An organization called “In the Public Interest” keeps tabs on the scams that private entrepreneurs foist on the public sector, often in collusion with public officials who contract out important public services.

This report documents the coast-to-coast failure of handing public sector activities over to for-profit enterprises.

Outsourcing promises savings that never materialize. Instead, “too often it undermines transparency, accountability, shared prosperity and competition – the underpinnings of democracy itself…Outsourcing means taxpayers have very little say over how tax dollars are spent and no say on actions taken by private companies that tcontrol our public services. Outsourcing means taxpayers cannot vote out executives who make decisions that hurt public health and safety. Outsourcing means taxpayers are contractually stuck with a monopoly run by a single corporation – and those contracts often last decades. And outsourcing too often means a race to the bottom for the local economy, as wages and benefits fall while corporate profits rise.”

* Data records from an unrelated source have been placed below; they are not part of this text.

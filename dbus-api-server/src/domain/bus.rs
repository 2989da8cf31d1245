use serde::{Deserialize, Serialize};
use std::fmt;

/// One value exposed on the system bus: a well-known service name plus the
/// object path of a `com.victronenergy.BusItem`.
#[derive(Debug, Clone, PartialEq, Eq, Serialize, Deserialize)]
pub struct BusAddress {
    pub service: String,
    pub path: String,
}

impl BusAddress {
    pub fn new(service: impl Into<String>, path: impl Into<String>) -> Self {
        Self {
            service: service.into(),
            path: path.into(),
        }
    }
}

impl fmt::Display for BusAddress {
    fn fmt(&self, f: &mut fmt::Formatter<'_>) -> fmt::Result {
        write!(f, "{}{}", self.service, self.path)
    }
}

/// Bus-native value as produced by `GetValue`/`GetItems`.
///
/// Integer variants keep the wire width so the codec can encode them without
/// a lossy detour through `f64`.
#[derive(Debug, Clone, PartialEq)]
pub enum BusValue {
    Bool(bool),
    Byte(u8),
    Int16(i16),
    UInt16(u16),
    Int32(i32),
    UInt32(u32),
    Int64(i64),
    UInt64(u64),
    Double(f64),
    Str(String),
    Array(Vec<BusValue>),
    /// Dictionary entries in wire order. Keys are arbitrary bus values; the
    /// codec stringifies the ones that are not already strings.
    Dict(Vec<(BusValue, BusValue)>),
}

impl BusValue {
    pub fn str(value: impl Into<String>) -> Self {
        Self::Str(value.into())
    }

    /// Integer view of numeric scalars. Doubles with an integral value count;
    /// everything else is `None`.
    pub fn as_i64(&self) -> Option<i64> {
        match self {
            BusValue::Byte(v) => Some(i64::from(*v)),
            BusValue::Int16(v) => Some(i64::from(*v)),
            BusValue::UInt16(v) => Some(i64::from(*v)),
            BusValue::Int32(v) => Some(i64::from(*v)),
            BusValue::UInt32(v) => Some(i64::from(*v)),
            BusValue::Int64(v) => Some(*v),
            BusValue::UInt64(v) => i64::try_from(*v).ok(),
            BusValue::Bool(v) => Some(i64::from(*v)),
            BusValue::Double(v) if v.fract() == 0.0 && v.is_finite() => Some(*v as i64),
            _ => None,
        }
    }

    pub fn as_str(&self) -> Option<&str> {
        match self {
            BusValue::Str(s) => Some(s),
            _ => None,
        }
    }
}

Meetings are held in secret. Decisions are made in secret. Costs spiral out of control without accountability. Weak and vulnerable patients are turned away, denied access to vital services because it costs too much to care for them.

In Arkansas, a journalist “asked the CEO of Tiger Correctional Services, a company that contracts for jail commissary services with the Craighead County Sheriff’s Department, about information regarding the company’s monthly sales and profits related to the contract. The chief executive officer of the company told the reporter, “That’s none of your damn business.”

That pretty much sums up the report. It is the public’s money, but the public does not have a right to know how it is spent.